#### TASK REQUIREMENTS:
In how many lines of the listing below does "raced" appear? Give only the figure.
[[ DATA TO EXAMINE open ]]
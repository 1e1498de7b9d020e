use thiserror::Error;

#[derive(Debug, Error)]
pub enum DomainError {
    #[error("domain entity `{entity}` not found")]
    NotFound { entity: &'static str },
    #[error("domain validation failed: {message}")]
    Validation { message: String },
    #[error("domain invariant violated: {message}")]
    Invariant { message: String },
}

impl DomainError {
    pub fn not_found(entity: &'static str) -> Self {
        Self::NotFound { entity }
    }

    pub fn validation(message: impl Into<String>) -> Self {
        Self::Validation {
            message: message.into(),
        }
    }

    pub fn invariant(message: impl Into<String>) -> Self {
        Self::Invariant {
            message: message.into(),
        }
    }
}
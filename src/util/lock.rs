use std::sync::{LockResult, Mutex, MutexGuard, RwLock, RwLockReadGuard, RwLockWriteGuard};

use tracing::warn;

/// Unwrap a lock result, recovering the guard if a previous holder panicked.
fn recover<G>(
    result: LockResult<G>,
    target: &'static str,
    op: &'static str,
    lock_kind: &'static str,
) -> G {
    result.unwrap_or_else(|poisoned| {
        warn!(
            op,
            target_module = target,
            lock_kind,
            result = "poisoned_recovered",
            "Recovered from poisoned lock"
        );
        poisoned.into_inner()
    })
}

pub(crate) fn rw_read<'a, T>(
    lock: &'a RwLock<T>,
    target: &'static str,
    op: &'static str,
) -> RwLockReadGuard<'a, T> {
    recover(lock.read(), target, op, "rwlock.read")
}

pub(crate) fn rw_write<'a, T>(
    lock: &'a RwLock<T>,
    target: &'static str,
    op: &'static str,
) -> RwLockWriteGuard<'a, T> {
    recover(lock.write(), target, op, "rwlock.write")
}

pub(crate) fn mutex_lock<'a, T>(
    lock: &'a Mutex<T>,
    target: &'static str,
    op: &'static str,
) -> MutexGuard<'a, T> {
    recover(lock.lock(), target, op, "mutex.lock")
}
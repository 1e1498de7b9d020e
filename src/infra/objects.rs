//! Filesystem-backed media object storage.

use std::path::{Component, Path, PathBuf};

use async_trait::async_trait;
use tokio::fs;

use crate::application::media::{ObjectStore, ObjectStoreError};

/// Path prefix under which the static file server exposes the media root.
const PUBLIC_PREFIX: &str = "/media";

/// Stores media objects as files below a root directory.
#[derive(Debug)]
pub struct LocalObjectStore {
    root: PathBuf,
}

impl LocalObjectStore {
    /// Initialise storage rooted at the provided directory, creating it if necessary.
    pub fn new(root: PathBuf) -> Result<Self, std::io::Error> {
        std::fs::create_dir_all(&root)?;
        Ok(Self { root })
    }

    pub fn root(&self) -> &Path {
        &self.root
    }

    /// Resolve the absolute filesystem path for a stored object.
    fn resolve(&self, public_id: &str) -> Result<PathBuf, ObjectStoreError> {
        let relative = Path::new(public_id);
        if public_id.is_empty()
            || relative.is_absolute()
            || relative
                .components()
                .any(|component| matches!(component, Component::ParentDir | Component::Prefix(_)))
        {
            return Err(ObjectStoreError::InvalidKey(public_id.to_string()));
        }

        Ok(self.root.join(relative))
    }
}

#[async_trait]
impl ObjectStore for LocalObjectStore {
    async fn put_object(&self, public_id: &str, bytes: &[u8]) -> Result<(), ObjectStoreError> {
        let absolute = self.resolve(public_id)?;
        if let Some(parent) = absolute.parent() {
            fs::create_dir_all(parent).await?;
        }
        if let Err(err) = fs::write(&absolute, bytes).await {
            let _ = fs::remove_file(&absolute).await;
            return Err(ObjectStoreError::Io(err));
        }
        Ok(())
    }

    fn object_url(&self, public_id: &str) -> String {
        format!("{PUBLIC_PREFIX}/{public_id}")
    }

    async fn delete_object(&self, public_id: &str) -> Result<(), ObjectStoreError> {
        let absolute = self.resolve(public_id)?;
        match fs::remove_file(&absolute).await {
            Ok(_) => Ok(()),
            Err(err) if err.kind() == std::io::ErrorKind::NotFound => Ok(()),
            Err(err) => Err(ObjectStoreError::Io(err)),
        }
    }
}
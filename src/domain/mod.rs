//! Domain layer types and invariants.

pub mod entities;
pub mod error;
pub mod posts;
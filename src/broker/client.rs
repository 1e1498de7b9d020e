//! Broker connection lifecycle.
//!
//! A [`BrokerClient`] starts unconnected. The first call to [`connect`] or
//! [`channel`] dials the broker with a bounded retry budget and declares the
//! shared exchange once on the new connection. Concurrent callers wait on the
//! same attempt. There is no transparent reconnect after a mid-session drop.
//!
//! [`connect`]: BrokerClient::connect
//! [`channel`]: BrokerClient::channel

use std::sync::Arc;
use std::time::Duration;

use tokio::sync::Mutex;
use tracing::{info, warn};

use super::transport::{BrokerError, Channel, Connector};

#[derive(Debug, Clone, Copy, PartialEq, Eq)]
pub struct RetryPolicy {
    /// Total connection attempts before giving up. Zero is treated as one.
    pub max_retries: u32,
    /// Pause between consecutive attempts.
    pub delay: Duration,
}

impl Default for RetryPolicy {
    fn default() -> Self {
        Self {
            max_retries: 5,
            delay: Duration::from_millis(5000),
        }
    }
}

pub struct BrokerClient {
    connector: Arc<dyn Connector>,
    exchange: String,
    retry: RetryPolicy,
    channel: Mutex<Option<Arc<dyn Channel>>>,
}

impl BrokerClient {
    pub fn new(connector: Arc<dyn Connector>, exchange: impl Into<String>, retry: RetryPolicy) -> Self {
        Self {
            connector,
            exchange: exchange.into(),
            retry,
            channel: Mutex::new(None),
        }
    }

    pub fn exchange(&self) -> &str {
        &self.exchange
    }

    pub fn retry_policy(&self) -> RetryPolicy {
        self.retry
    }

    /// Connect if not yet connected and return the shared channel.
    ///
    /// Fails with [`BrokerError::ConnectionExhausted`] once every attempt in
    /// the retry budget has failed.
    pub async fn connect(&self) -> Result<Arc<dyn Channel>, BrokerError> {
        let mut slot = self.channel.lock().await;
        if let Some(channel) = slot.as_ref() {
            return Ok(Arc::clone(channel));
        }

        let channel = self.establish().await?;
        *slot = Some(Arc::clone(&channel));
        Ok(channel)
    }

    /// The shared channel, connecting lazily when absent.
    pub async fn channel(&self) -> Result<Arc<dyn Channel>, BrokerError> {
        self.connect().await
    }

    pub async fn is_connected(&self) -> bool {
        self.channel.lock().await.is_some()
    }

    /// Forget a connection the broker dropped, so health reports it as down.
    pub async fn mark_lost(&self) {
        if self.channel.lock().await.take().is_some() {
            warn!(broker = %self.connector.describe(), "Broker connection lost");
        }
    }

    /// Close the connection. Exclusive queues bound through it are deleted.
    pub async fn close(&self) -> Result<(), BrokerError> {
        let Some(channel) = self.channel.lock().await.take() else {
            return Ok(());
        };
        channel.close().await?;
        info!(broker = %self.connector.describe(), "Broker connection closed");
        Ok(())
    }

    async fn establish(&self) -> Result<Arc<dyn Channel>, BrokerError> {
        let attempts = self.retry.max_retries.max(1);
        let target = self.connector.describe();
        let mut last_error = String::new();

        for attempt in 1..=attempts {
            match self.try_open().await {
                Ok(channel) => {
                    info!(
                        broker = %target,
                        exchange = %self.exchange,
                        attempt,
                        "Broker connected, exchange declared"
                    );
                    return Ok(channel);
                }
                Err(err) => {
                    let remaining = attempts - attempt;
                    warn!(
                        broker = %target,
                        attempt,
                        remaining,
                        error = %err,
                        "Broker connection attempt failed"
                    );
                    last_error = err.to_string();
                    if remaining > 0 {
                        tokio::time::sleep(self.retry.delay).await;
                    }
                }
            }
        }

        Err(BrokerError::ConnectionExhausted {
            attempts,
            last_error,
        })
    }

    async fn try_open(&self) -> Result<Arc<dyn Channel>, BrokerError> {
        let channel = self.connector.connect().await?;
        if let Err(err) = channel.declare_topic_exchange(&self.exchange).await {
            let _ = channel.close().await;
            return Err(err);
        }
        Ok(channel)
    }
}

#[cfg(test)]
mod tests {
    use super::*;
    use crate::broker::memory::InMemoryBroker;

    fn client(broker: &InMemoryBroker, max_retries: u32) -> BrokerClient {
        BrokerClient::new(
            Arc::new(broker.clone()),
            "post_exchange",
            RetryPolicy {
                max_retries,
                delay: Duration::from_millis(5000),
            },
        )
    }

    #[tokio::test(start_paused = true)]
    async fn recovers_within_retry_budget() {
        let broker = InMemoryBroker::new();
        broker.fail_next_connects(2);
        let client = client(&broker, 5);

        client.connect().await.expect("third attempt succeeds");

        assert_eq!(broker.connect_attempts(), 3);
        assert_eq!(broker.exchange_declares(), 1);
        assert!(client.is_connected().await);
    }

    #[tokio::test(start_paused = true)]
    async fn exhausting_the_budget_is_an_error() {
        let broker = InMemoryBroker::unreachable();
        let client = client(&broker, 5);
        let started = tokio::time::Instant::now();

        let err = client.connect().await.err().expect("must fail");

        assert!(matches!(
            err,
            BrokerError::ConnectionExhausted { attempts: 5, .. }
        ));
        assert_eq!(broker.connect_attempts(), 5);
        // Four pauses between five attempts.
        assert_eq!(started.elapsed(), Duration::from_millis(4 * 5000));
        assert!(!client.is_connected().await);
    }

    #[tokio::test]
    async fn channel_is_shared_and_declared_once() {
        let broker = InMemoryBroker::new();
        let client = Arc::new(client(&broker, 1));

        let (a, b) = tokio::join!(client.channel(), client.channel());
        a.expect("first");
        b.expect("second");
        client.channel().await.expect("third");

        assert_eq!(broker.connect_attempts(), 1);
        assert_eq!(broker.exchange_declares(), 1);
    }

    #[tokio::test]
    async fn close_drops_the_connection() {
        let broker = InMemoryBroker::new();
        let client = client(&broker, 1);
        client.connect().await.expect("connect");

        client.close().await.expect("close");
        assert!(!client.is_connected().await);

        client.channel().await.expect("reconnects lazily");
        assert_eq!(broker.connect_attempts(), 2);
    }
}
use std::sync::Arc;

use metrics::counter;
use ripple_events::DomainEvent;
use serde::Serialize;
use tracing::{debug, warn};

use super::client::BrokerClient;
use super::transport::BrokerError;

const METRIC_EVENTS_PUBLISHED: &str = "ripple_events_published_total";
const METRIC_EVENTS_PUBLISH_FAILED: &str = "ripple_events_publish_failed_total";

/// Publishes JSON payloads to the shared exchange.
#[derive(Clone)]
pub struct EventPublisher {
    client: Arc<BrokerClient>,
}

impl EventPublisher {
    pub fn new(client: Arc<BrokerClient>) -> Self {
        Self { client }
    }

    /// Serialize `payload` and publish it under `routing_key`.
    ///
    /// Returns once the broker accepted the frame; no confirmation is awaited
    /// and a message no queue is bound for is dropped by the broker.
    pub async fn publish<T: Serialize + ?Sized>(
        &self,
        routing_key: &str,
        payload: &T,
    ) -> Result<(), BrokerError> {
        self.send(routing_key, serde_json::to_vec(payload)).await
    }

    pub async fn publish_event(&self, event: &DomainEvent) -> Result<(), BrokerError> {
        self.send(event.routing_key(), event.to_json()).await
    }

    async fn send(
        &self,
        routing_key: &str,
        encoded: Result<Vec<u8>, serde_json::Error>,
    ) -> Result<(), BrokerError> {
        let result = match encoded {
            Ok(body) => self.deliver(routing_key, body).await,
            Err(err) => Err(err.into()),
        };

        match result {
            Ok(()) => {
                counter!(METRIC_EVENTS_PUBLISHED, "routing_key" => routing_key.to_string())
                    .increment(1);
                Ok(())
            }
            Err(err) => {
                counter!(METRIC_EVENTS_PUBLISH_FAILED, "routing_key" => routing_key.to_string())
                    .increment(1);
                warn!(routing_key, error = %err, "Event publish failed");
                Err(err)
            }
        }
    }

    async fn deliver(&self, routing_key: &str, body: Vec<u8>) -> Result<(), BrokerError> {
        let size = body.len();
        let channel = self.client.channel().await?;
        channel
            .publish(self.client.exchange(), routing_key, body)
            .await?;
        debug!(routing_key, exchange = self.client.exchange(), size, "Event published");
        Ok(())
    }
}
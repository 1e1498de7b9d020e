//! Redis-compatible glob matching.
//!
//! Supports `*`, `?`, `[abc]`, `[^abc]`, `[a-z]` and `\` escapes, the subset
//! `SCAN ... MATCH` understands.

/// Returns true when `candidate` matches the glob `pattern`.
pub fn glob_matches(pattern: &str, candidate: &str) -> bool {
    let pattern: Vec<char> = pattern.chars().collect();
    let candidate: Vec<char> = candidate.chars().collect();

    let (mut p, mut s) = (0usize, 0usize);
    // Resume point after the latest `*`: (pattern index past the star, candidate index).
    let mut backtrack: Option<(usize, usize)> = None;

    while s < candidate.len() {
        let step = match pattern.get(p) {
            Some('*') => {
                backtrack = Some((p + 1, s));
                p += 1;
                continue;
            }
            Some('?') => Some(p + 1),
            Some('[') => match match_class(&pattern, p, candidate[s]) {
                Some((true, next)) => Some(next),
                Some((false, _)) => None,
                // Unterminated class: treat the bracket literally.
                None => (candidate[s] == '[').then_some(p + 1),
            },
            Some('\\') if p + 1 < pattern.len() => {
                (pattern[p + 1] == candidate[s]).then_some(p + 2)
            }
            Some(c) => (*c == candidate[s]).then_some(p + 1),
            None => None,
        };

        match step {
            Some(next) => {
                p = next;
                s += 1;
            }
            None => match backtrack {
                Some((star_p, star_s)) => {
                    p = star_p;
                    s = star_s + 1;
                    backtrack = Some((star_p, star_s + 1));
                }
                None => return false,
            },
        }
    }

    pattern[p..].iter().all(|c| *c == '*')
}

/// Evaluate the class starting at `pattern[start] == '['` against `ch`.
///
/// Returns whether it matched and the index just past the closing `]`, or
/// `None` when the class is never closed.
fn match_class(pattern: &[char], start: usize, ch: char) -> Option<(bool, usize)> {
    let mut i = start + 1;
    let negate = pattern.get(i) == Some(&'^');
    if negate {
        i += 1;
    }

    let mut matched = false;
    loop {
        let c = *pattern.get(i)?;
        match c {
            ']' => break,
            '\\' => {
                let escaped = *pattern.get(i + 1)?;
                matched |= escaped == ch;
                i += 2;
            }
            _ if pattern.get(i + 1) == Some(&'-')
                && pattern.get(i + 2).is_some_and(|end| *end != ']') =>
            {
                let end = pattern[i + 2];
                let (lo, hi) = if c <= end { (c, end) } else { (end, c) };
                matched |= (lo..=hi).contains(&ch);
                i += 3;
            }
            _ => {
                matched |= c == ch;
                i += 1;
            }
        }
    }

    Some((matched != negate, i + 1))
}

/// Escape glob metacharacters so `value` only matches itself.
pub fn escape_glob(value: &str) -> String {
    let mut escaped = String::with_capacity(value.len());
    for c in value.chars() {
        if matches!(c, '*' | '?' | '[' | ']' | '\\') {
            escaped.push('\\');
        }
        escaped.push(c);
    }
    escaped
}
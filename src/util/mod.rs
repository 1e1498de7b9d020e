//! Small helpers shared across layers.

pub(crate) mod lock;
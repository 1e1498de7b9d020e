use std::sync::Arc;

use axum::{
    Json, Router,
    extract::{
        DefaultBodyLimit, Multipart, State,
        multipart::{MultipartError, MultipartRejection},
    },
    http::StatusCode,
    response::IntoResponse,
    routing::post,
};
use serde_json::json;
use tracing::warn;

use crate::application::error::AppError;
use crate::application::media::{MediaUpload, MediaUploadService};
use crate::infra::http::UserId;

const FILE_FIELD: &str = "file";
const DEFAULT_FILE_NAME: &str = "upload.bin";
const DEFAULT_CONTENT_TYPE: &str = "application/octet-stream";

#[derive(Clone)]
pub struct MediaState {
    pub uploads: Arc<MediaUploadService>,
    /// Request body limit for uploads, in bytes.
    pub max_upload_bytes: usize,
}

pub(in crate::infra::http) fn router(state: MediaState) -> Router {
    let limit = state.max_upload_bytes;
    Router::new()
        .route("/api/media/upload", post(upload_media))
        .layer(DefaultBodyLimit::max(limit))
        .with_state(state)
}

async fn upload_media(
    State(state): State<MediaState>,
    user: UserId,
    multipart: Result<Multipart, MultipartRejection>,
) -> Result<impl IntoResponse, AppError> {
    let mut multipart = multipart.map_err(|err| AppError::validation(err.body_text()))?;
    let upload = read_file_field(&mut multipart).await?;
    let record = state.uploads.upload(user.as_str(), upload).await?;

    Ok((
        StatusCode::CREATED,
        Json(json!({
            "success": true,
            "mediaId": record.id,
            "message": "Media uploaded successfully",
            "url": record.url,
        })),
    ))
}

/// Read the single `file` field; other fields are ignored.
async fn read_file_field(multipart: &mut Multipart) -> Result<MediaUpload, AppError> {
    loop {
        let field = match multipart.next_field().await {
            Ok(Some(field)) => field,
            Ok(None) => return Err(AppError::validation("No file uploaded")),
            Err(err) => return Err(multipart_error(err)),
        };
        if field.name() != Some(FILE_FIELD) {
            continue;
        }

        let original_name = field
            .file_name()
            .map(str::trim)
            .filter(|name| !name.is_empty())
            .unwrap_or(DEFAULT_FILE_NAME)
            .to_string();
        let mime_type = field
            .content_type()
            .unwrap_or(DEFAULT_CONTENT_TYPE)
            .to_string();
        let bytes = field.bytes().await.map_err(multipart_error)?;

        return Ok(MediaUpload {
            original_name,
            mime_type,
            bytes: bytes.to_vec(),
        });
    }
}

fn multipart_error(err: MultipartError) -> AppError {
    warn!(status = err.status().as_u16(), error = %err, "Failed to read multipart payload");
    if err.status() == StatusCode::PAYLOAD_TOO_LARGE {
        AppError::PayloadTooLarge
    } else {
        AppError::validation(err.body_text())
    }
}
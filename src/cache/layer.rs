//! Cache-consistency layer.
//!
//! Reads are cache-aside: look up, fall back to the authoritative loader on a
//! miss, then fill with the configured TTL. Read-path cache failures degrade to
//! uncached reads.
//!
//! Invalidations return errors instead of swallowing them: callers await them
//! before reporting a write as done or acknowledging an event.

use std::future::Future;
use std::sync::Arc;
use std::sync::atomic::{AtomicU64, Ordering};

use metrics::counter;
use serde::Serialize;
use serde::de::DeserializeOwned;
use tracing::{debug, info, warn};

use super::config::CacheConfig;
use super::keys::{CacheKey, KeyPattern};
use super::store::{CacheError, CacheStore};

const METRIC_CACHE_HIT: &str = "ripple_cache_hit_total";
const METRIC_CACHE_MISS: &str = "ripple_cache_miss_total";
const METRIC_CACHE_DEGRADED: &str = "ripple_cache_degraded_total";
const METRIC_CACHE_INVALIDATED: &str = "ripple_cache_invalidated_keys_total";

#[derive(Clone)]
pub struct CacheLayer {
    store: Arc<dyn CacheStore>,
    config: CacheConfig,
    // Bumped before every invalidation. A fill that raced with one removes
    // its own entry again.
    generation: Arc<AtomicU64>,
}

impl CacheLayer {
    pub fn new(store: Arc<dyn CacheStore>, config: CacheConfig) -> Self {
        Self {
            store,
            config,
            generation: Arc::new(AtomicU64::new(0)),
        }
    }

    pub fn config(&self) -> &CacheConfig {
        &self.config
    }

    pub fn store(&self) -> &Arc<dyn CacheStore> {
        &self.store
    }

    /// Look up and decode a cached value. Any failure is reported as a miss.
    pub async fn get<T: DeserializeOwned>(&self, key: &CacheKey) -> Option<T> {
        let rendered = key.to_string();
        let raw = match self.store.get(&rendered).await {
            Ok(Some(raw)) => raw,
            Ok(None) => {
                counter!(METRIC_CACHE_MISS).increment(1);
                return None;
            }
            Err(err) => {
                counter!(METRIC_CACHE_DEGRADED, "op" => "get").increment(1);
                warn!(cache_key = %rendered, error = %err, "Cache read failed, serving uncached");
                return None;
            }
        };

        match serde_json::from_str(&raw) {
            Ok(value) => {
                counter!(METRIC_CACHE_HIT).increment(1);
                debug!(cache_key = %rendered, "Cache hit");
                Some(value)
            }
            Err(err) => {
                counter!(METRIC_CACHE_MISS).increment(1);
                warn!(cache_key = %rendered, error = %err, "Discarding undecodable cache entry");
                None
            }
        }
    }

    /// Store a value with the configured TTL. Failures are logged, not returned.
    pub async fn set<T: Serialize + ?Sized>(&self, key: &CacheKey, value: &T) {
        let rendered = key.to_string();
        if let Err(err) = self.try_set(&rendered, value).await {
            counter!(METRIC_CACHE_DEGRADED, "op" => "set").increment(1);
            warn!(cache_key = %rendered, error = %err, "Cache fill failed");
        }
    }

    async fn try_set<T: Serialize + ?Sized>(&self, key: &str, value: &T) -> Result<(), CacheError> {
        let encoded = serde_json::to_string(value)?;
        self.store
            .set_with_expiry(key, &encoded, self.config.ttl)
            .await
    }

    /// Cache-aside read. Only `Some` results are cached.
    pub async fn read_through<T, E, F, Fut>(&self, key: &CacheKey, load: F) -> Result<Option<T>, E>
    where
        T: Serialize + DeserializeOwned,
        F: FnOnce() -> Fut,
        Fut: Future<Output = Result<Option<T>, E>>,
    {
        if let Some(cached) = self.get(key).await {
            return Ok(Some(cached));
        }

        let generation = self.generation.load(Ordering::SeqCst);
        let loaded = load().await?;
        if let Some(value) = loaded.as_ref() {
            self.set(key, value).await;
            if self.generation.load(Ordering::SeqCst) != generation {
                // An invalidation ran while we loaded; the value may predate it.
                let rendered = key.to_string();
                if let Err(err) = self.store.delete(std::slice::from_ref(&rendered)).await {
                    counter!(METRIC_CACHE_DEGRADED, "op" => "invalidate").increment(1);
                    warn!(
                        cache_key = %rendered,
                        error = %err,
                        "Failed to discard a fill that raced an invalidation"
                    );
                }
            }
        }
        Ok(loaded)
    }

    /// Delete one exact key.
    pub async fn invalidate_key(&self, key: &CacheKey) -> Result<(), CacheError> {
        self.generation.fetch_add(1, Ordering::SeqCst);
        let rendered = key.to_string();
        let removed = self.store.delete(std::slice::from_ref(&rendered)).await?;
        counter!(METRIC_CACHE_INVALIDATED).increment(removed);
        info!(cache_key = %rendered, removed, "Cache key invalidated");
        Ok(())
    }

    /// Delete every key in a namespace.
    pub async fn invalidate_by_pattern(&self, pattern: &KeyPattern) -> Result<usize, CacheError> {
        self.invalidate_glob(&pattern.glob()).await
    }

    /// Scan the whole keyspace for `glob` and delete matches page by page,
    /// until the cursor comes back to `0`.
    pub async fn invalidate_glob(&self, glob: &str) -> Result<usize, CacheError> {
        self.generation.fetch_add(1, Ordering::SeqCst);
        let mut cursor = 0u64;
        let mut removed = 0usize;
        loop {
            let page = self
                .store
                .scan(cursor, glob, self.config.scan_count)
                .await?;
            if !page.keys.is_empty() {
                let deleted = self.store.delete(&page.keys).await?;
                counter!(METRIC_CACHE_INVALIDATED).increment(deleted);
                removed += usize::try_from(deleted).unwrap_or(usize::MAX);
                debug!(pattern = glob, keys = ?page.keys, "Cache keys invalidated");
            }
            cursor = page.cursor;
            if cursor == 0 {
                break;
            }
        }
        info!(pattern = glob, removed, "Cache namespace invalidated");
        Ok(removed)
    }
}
[[ DATA TO EXAMINE closed ]]
#### TASK OUTPUT:
2